Arecoline, a major betel nut alkaloid, has been detected in saliva obtained during betel nut chewing in concentrations up to 140 micrograms/ml, corresponding to 0.9 mM. Arecoline in the millimolar concentration range might participate in the initiation and/or progression of periodontal disease during the long-term effects of betel nut chewing. In this study, cell growth, cell proliferation, assessment of cytoplasmic enzyme lactate dehydrogenase (LDH) and collagen synthesis were used to investigate the effects of human gingival fibroblasts exposed to arecoline levels of 0-200 micrograms/ml. Control culture exhibited a normal monolayer of long spindle-shaped fibroblast morphology.
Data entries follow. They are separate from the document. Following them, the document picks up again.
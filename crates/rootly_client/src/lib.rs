//! # Rootly Client
//!
//! Upstream client for the Rootly JSON:API.
//!
//! This crate provides:
//! - `UpstreamClient`, the paginated read surface the sync consumes
//! - `RootlyClient`, its HTTP implementation with retries and bearer auth
//! - `MockUpstream`, an in-memory implementation for tests
//!
//! ## Transport
//!
//! The HTTP library is pluggable through the `HttpClient` trait. The
//! `LoopbackClient` routes requests to an in-process `LoopbackServer`,
//! which lets the full request path run in tests without a network.
//!
//! ## Pagination
//!
//! Every list operation takes an opaque cursor. The empty cursor requests
//! the first page; an empty `next_cursor` marks the last one.

#![deny(unsafe_code)]
#![warn(missing_docs)]

mod config;
mod error;
mod http;
mod mock;
mod models;
mod upstream;

pub use config::{ClientConfig, RetryConfig, DEFAULT_BASE_URL, DEFAULT_PAGE_SIZE};
pub use error::{ClientError, ClientResult, ErrorBody};
pub use http::{
    HttpClient, HttpRequest, HttpResponse, LoopbackClient, LoopbackServer, RootlyClient,
    JSON_API_MEDIA_TYPE,
};
pub use mock::MockUpstream;
pub use upstream::{
    Operation, Page, Schedule, ScheduleOwners, Secret, ShiftWindow, Team, UpstreamClient, User,
};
Arecoline-treated human gingival fibroblasts showed a more rounded appearance and detached at the higher concentrations. At concentrations higher than 75 micrograms/ml, many cells had detached from the surface of the petri dish and numerous floating cells could be seen under the inverted microscope. At a concentrations higher than 25 micrograms/ml, arecoline inhibited cell growth, proliferation and collagen synthesis and increased LDH leakage in a dose-dependent manner (P < 0.05). These results indicate that arecoline is a cytotoxic agent to human gingival fibroblasts. Repeated and long-term exposure to arecoline could impair gingival fibroblast function. Betel quid chewers might be more susceptible to destruction of the periodontium and less responsive to a regeneration procedures during periodontal therapy.